Fed rate cut, as we look ahead to 2025, the Federal Reserve's stance on interest rates remains a topic of intense discussion among economists and investors.
Despite ongoing speculation about potential rate cuts in 2025, the market may be misjudging the situation. Although inflation has decreased from its pandemic-induced highs, it remains elevated and shows no signs of significant decline. Even if upcoming data for January and February falls short of projections, the overall inflation trend appears flat rather than downward, contradicting the notion of lower interest rates.
Several key indicators suggest that higher interest rates may be more likely than cuts. These include:
Labor Market Resilience
Consumer Spending Trends
Rising Oil Prices
GDP Expectations
10-Year Treasury Yields
Each of these elements contributes to the case for maintaining or increasing interest rates.
The Federal Reserve operates under a dual mandate: to support economic growth while maintaining a stable labor market and controlling inflation. Current inflation trends indicate a lack of cooperation with this mandate. Although the labor market has cooled since its peak in 2022-2023, it remains robust. Job gains averaged 191,000 in 2024, with an unemployment rate around 4% and wage increases of 4%. Job availability is still strong, and jobless claims are at historically low levels.
However, there are some warning signs, such as data from Challenger, Gray, & Christmas, which highlight layoffs and hiring outlooks. Yet, even these numbers suggest volatility rather than a deteriorating labor environment.
Consumer spending in 2024 is projected to increase by over 3% compared to the previous year, outpacing core consumer inflation. This growth is expected to continue, with retail sales forecasted to rise to 3.5% or more in 2025. This uptick could exert upward pressure on prices, especially as certain economic policies take effect.
Oil prices play a significant role in driving inflation. After hitting a long-term low in Q4 2024, oil prices have rebounded strongly. Currently trading around $78.25, WTI oil is positioned within a multiyear trading range, suggesting the potential for further increases. If oil prices continue to rise, they will likely contribute to inflationary pressures in Q1 and throughout 2025.
According to the CME FedWatch Tool, which gauges Fed rate cut probabilities based on futures contracts, the likelihood of rate cuts in 2025 is diminishing.

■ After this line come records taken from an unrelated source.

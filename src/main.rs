use alefscope::{ScopeContext, SymbolTable};
use miette::Report;
use tracing_subscriber::EnvFilter;

fn main() -> miette::Result<()> {
    tracing_subscriber::fmt()
        .with_env_filter(EnvFilter::from_default_env())
        .init();

    let mut globals = SymbolTable::with_context(ScopeContext::traced());
    globals.insert("count", "i64", "0");
    globals.insert("limit", "i64", "3");

    {
        let mut body = globals.child();
        body.copy_from_parent();
        for i in 1..=3 {
            body.update("count", &i.to_string())?;
        }
        body.insert("tmp", "i64", "9");
        body.propagate_to_parent();
    }

    for line in globals.format_bindings() {
        println!("{}", line);
    }

    // Reported, not fatal.
    if let Err(e) = globals.remove("tmp") {
        eprintln!("{:?}", Report::new(e));
    }
    Ok(())
}
pub mod normalizer;
pub mod pricing;
pub mod storage;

While there was previously some expectation for cuts, the probability of a reduction before July is now low. With only a 75% chance of a cut by year-end, market sentiment may shift, potentially leading to a stock market correction. However, any correction is unlikely to result in a sustained downturn due to the underlying strength of the economy.

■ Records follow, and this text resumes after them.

use serde::{Deserialize, Serialize};
use std::collections::HashMap;
use std::path::Path;
use std::sync::OnceLock;
use thiserror::Error;

pub const DEFAULT_REGION: &str = "us-east-1";

/// Model id of the speech-to-text service. Its records are always priced
/// under [`TRANSCRIBE_SUB_KEY`], whatever `type` they carry.
pub const TRANSCRIBE_MODEL_ID: &str = "amazon.transcribe";
pub const TRANSCRIBE_SUB_KEY: &str = "standard";

#[derive(Error, Debug)]
pub enum PricingError {
    #[error("Failed to read pricing file: {0}")]
    ReadError(#[from] std::io::Error),
    #[error("Failed to parse pricing file: {0}")]
    ParseError(#[from] serde_json::Error),
}

/// How a usage record is billed. The unit decides which rates exist.
#[derive(Debug, Clone, PartialEq, Serialize, Deserialize)]
#[serde(tag = "unit", rename_all = "snake_case")]
pub enum PricingRule {
    Token {
        price_per_1k_input_tokens: f64,
        price_per_1k_output_tokens: f64,
    },
    Image {
        price_per_image: f64,
    },
    Second {
        price_per_second: f64,
    },
}

impl PricingRule {
    pub fn unit(&self) -> &'static str {
        match self {
            Self::Token { .. } => "token",
            Self::Image { .. } => "image",
            Self::Second { .. } => "second",
        }
    }
}

/// Flat form of one table cell; the on-disk pricing file is a list of these.
#[derive(Debug, Clone, Serialize, Deserialize)]
pub struct PricingEntry {
    pub region: String,
    pub model: String,
    pub sub_type: String,
    #[serde(flatten)]
    pub rule: PricingRule,
}

/// Sub-type -> rule for a single model.
pub type ModelPricing = HashMap<String, PricingRule>;

/// Region -> model -> sub-type -> rule.
#[derive(Debug, Clone, Default)]
pub struct PricingTable {
    regions: HashMap<String, HashMap<String, ModelPricing>>,
}

impl PricingTable {
    pub fn from_entries(entries: impl IntoIterator<Item = PricingEntry>) -> Self {
        let mut regions: HashMap<String, HashMap<String, ModelPricing>> = HashMap::new();
        for entry in entries {
            regions
                .entry(entry.region)
                .or_default()
                .entry(entry.model)
                .or_default()
                .insert(entry.sub_type, entry.rule);
        }
        Self { regions }
    }

    /// Load a table from a JSON file holding an array of [`PricingEntry`].
    pub fn load(path: &Path) -> Result<Self, PricingError> {
        let content = std::fs::read_to_string(path)?;
        let entries: Vec<PricingEntry> = serde_json::from_str(&content)?;
        Ok(Self::from_entries(entries))
    }

    /// The built-in table, constructed once per process.
    pub fn builtin() -> &'static PricingTable {
        static TABLE: OnceLock<PricingTable> = OnceLock::new();
        TABLE.get_or_init(|| Self::from_entries(builtin_entries()))
    }

    /// Models priced in `region`, or in the default region when `region` is
    /// unknown. `None` only if neither exists.
    pub fn region(&self, region: &str) -> Option<&HashMap<String, ModelPricing>> {
        self.priced_region(region)
            .and_then(|name| self.regions.get(name))
    }

    /// Name of the region whose rules [`PricingTable::region`] returns.
    pub fn priced_region<'a>(&self, region: &'a str) -> Option<&'a str> {
        if self.regions.contains_key(region) {
            Some(region)
        } else if self.regions.contains_key(DEFAULT_REGION) {
            Some(DEFAULT_REGION)
        } else {
            None
        }
    }

    /// Flattened, sorted view of one region, for listing.
    pub fn entries_for(&self, region: &str) -> Vec<(&str, &str, &PricingRule)> {
        let mut out: Vec<(&str, &str, &PricingRule)> = self
            .region(region)
            .into_iter()
            .flat_map(|models| {
                models.iter().flat_map(|(model, subs)| {
                    subs.iter()
                        .map(move |(sub, rule)| (model.as_str(), sub.as_str(), rule))
                })
            })
            .collect();
        out.sort_by(|a, b| (a.0, a.1).cmp(&(b.0, b.1)));
        out
    }
}

/// Pick the rule for one record:
///
/// 1. transcription records use [`TRANSCRIBE_SUB_KEY`];
/// 2. otherwise an exact `(model, type)` match;
/// 3. otherwise the model's only sub-type, if it has exactly one;
/// 4. otherwise no rule.
pub fn resolve_rule<'a>(
    model_id: &str,
    usage_type: Option<&str>,
    pricing: &'a ModelPricing,
) -> Option<&'a PricingRule> {
    if model_id == TRANSCRIBE_MODEL_ID {
        return pricing.get(TRANSCRIBE_SUB_KEY);
    }
    if let Some(rule) = usage_type.and_then(|t| pricing.get(t)) {
        return Some(rule);
    }
    if pricing.len() == 1 {
        return pricing.values().next();
    }
    None
}

fn token(region: &str, model: &str, sub: &str, input_1k: f64, output_1k: f64) -> PricingEntry {
    PricingEntry {
        region: region.to_string(),
        model: model.to_string(),
        sub_type: sub.to_string(),
        rule: PricingRule::Token {
            price_per_1k_input_tokens: input_1k,
            price_per_1k_output_tokens: output_1k,
        },
    }
}

fn image(region: &str, model: &str, sub: &str, per_image: f64) -> PricingEntry {
    PricingEntry {
        region: region.to_string(),
        model: model.to_string(),
        sub_type: sub.to_string(),
        rule: PricingRule::Image {
            price_per_image: per_image,
        },
    }
}

fn second(region: &str, model: &str, sub: &str, per_second: f64) -> PricingEntry {
    PricingEntry {
        region: region.to_string(),
        model: model.to_string(),
        sub_type: sub.to_string(),
        rule: PricingRule::Second {
            price_per_second: per_second,
        },
    }
}

fn builtin_entries() -> Vec<PricingEntry> {
    let mut entries = Vec::new();
    for region in ["us-east-1", "us-west-2"] {
        entries.extend([
            token(region, "amazon.nova-pro-v1:0", "text", 0.0008, 0.0032),
            token(region, "amazon.nova-lite-v1:0", "text", 0.00006, 0.00024),
            token(region, "amazon.nova-micro-v1:0", "text", 0.000035, 0.00014),
            token(
                region,
                "anthropic.claude-3-5-sonnet-20240620-v1:0",
                "text",
                0.003,
                0.015,
            ),
            token(
                region,
                "anthropic.claude-3-haiku-20240307-v1:0",
                "text",
                0.00025,
                0.00125,
            ),
            token(region, "amazon.titan-embed-image-v1", "text", 0.0008, 0.0),
            image(region, "amazon.titan-embed-image-v1", "image", 0.00006),
            image(region, "amazon.rekognition", "image", 0.001),
            second(region, TRANSCRIBE_MODEL_ID, TRANSCRIBE_SUB_KEY, 0.0004),
        ]);
    }
    // Non-US regions carry a surcharge on the Nova family.
    for region in ["eu-west-1", "ap-northeast-1"] {
        entries.extend([
            token(region, "amazon.nova-pro-v1:0", "text", 0.00105, 0.0042),
            token(region, "amazon.nova-lite-v1:0", "text", 0.000078, 0.000312),
            token(region, "amazon.titan-embed-image-v1", "text", 0.0008, 0.0),
            image(region, "amazon.titan-embed-image-v1", "image", 0.00006),
            image(region, "amazon.rekognition", "image", 0.0012),
            second(region, TRANSCRIBE_MODEL_ID, TRANSCRIBE_SUB_KEY, 0.0004),
        ]);
    }
    entries
}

The 10-year Treasury yield has been rising, reflecting the Fed's evolving outlook. Recently, it reached an 18-month high, supported by both short-term and long-term moving averages. As the yield continues to climb, it is likely to remain elevated, especially given the current spread relative to the expected FOMC base rate. The yield could rise an additional 40 basis points or more before stabilizing, making a Fed cut to 4% seem increasingly doubtful.

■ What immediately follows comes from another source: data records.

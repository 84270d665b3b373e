use chrono::{DateTime, Local, Utc};

const BYTE_UNITS: [&str; 5] = ["Bytes", "KB", "MB", "GB", "TB"];

/// Human-readable size with 1024-based units, rounded to two decimals.
/// "0 Bytes", "1.5 KB", "2 GB".
pub fn format_bytes(bytes: f64) -> String {
    if !bytes.is_finite() || bytes <= 0.0 {
        return "0 Bytes".to_string();
    }
    let k = 1024.0_f64;
    let exp = ((bytes.ln() / k.ln()).floor().max(0.0) as usize).min(BYTE_UNITS.len() - 1);
    let value = (bytes / k.powi(exp as i32) * 100.0).round() / 100.0;
    format!("{} {}", value, BYTE_UNITS[exp])
}

/// Returns "$12.34".
pub fn format_cost(cost: f64) -> String {
    format!("${:.2}", cost)
}

/// Sub-cent amounts keep four decimals so small per-task costs stay visible.
pub fn format_cost_precise(cost: f64) -> String {
    if cost != 0.0 && cost.abs() < 0.01 {
        format!("${:.4}", cost)
    } else {
        format_cost(cost)
    }
}

/// Returns "[████████░░░░]" where █ is `value`'s share of `max`.
/// Width is the number of block characters inside the brackets.
pub fn format_share_bar(value: f64, max: f64, width: usize) -> String {
    let share = if max > 0.0 {
        (value / max).clamp(0.0, 1.0)
    } else {
        0.0
    };
    let filled_blocks = (share * width as f64).round() as usize;
    let empty_blocks = width.saturating_sub(filled_blocks);

    format!("[{}{}]", "█".repeat(filled_blocks), "░".repeat(empty_blocks))
}

/// Returns "Generated 2026-10-16 14:05" in local time.
pub fn format_generated_at(at: &DateTime<Utc>) -> String {
    format!(
        "Generated {}",
        at.with_timezone(&Local).format("%Y-%m-%d %H:%M")
    )
}
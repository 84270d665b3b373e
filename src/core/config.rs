use serde::{Deserialize, Serialize};
use std::borrow::Cow;
use std::path::PathBuf;
use std::time::Duration;
use thiserror::Error;

use crate::core::cost::normalizer::DEFAULT_INFRA_RATE_PER_SECOND;
use crate::core::cost::pricing::{PricingError, PricingTable, DEFAULT_REGION};
use crate::core::workflow::{WorkflowType, EXTRACTION_SERVICE, NOVA_SERVICE, TLABS_SERVICE};

#[derive(Error, Debug)]
pub enum ConfigError {
    #[error("Failed to read config: {0}")]
    ReadError(#[from] std::io::Error),
    #[error("Failed to parse config: {0}")]
    ParseError(#[from] toml::de::Error),
}

#[derive(Debug, Clone, Serialize, Deserialize)]
pub struct Settings {
    #[serde(default = "default_format")]
    pub default_format: String,
    #[serde(default = "default_color")]
    pub color: String,
    /// Region used when a task's cost reply doesn't name one.
    #[serde(default = "default_region")]
    pub region: String,
    #[serde(default = "default_infra_rate")]
    pub infra_rate_per_second: f64,
    #[serde(default = "default_timeout_secs")]
    pub timeout_secs: u64,
    /// JSON pricing table replacing the built-in one.
    #[serde(default, skip_serializing_if = "Option::is_none")]
    pub pricing_file: Option<PathBuf>,
}

fn default_format() -> String {
    "text".to_string()
}
fn default_color() -> String {
    "auto".to_string()
}
fn default_region() -> String {
    DEFAULT_REGION.to_string()
}
fn default_infra_rate() -> f64 {
    DEFAULT_INFRA_RATE_PER_SECOND
}
fn default_timeout_secs() -> u64 {
    30
}

impl Default for Settings {
    fn default() -> Self {
        Self {
            default_format: default_format(),
            color: default_color(),
            region: default_region(),
            infra_rate_per_second: default_infra_rate(),
            timeout_secs: default_timeout_secs(),
            pricing_file: None,
        }
    }
}

impl Settings {
    pub fn timeout(&self) -> Duration {
        Duration::from_secs(self.timeout_secs)
    }

    /// The pricing file's table when one is set, the built-in one otherwise.
    pub fn pricing_table(&self) -> Result<Cow<'static, PricingTable>, PricingError> {
        match &self.pricing_file {
            Some(path) => PricingTable::load(path).map(Cow::Owned),
            None => Ok(Cow::Borrowed(PricingTable::builtin())),
        }
    }
}

#[derive(Debug, Clone, Serialize, Deserialize)]
pub struct ServiceConfig {
    pub name: String,
    pub base_url: String,
    #[serde(default, skip_serializing_if = "Option::is_none")]
    pub api_key: Option<String>,
}

#[derive(Debug, Clone, Serialize, Deserialize)]
pub struct WorkflowConfig {
    pub id: String,
    #[serde(default = "default_true")]
    pub enabled: bool,
}

fn default_true() -> bool {
    true
}

#[derive(Debug, Clone, Serialize, Deserialize)]
pub struct AppConfig {
    #[serde(default)]
    pub settings: Settings,
    #[serde(default)]
    pub services: Vec<ServiceConfig>,
    #[serde(default = "default_workflows")]
    pub workflows: Vec<WorkflowConfig>,
}

fn default_workflows() -> Vec<WorkflowConfig> {
    WorkflowType::all()
        .iter()
        .map(|w| WorkflowConfig {
            id: w.id().to_string(),
            enabled: true,
        })
        .collect()
}

impl Default for AppConfig {
    fn default() -> Self {
        Self {
            settings: Settings::default(),
            services: [EXTRACTION_SERVICE, NOVA_SERVICE, TLABS_SERVICE]
                .iter()
                .map(|name| ServiceConfig {
                    name: name.to_string(),
                    base_url: String::new(),
                    api_key: None,
                })
                .collect(),
            workflows: default_workflows(),
        }
    }
}

impl AppConfig {
    /// Get the config file path, respecting XDG_CONFIG_HOME
    pub fn config_path() -> PathBuf {
        let config_dir = std::env::var("XDG_CONFIG_HOME")
            .map(PathBuf::from)
            .unwrap_or_else(|_| {
                dirs::home_dir()
                    .unwrap_or_else(|| PathBuf::from("~"))
                    .join(".config")
            });
        config_dir.join("vidcost").join("config.toml")
    }

    /// Load config from the default path, falling back to defaults if not found
    pub fn load() -> Result<Self, ConfigError> {
        let path = Self::config_path();
        if !path.exists() {
            return Ok(Self::default());
        }
        let content = std::fs::read_to_string(&path)?;
        let config: AppConfig = toml::from_str(&content)?;
        Ok(config)
    }

    /// Serialize and write this config to the config file path.
    pub fn save(&self) -> Result<PathBuf, std::io::Error> {
        let path = Self::config_path();
        if let Some(parent) = path.parent() {
            std::fs::create_dir_all(parent)?;
        }
        let content = toml::to_string_pretty(self)
            .map_err(|e| std::io::Error::new(std::io::ErrorKind::InvalidData, e))?;
        std::fs::write(&path, content)?;
        Ok(path)
    }

    /// Enabled workflows, in report order.
    pub fn enabled_workflows(&self) -> Vec<WorkflowType> {
        WorkflowType::all()
            .iter()
            .copied()
            .filter(|w| {
                self.workflows
                    .iter()
                    .any(|c| c.enabled && WorkflowType::from_id(&c.id) == Some(*w))
            })
            .collect()
    }

    /// Set a workflow's enabled flag, adding an entry if it has none.
    /// Returns false when the flag already had that value.
    pub fn set_workflow_enabled(&mut self, workflow: WorkflowType, enabled: bool) -> bool {
        match self
            .workflows
            .iter_mut()
            .find(|c| WorkflowType::from_id(&c.id) == Some(workflow))
        {
            Some(existing) if existing.enabled == enabled => false,
            Some(existing) => {
                existing.enabled = enabled;
                true
            }
            None => {
                self.workflows.push(WorkflowConfig {
                    id: workflow.id().to_string(),
                    enabled,
                });
                // A missing entry reads as disabled.
                enabled
            }
        }
    }

    /// Point every service at one base URL, e.g. a single API gateway.
    pub fn override_endpoint(&mut self, base_url: &str) {
        for name in [EXTRACTION_SERVICE, NOVA_SERVICE, TLABS_SERVICE] {
            if !self.services.iter().any(|s| s.name == name) {
                self.services.push(ServiceConfig {
                    name: name.to_string(),
                    base_url: String::new(),
                    api_key: None,
                });
            }
        }
        for service in &mut self.services {
            service.base_url = base_url.to_string();
        }
    }

    /// Validate the config
    pub fn validate(&self) -> Vec<String> {
        let mut issues = Vec::new();
        if !["text", "json"].contains(&self.settings.default_format.as_str()) {
            issues.push(format!(
                "Invalid default_format: '{}' (must be 'text' or 'json')",
                self.settings.default_format
            ));
        }
        if !["auto", "always", "never"].contains(&self.settings.color.as_str()) {
            issues.push(format!(
                "Invalid color: '{}' (must be 'auto', 'always', or 'never')",
                self.settings.color
            ));
        }
        if self.settings.region.trim().is_empty() {
            issues.push("Region must not be empty".to_string());
        }
        if !self.settings.infra_rate_per_second.is_finite()
            || self.settings.infra_rate_per_second < 0.0
        {
            issues.push(format!(
                "Invalid infra_rate_per_second: {} (must be a non-negative number)",
                self.settings.infra_rate_per_second
            ));
        }
        if self.settings.timeout_secs == 0 {
            issues.push("timeout_secs must be greater than 0".to_string());
        }
        for s in &self.services {
            if s.base_url.is_empty() {
                issues.push(format!("Service '{}': base_url is not set", s.name));
            } else if !s.base_url.starts_with("https://") {
                issues.push(format!(
                    "Service '{}': base_url must use HTTPS, got '{}'",
                    s.name, s.base_url
                ));
            }
        }
        for w in &self.workflows {
            if WorkflowType::from_id(&w.id).is_none() {
                issues.push(format!("Unknown workflow ID: '{}'", w.id));
            }
        }
        issues
    }
}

In summary, the combination of persistent inflation, a resilient labor market, strong consumer spending, and rising oil prices suggests that the Fed is unlikely to cut rates in 2025. As the central bank navigates these complexities, maintaining a cautious approach will be crucial. The economic indicators point to a landscape that favors higher interest rates, challenging the market's current expectations.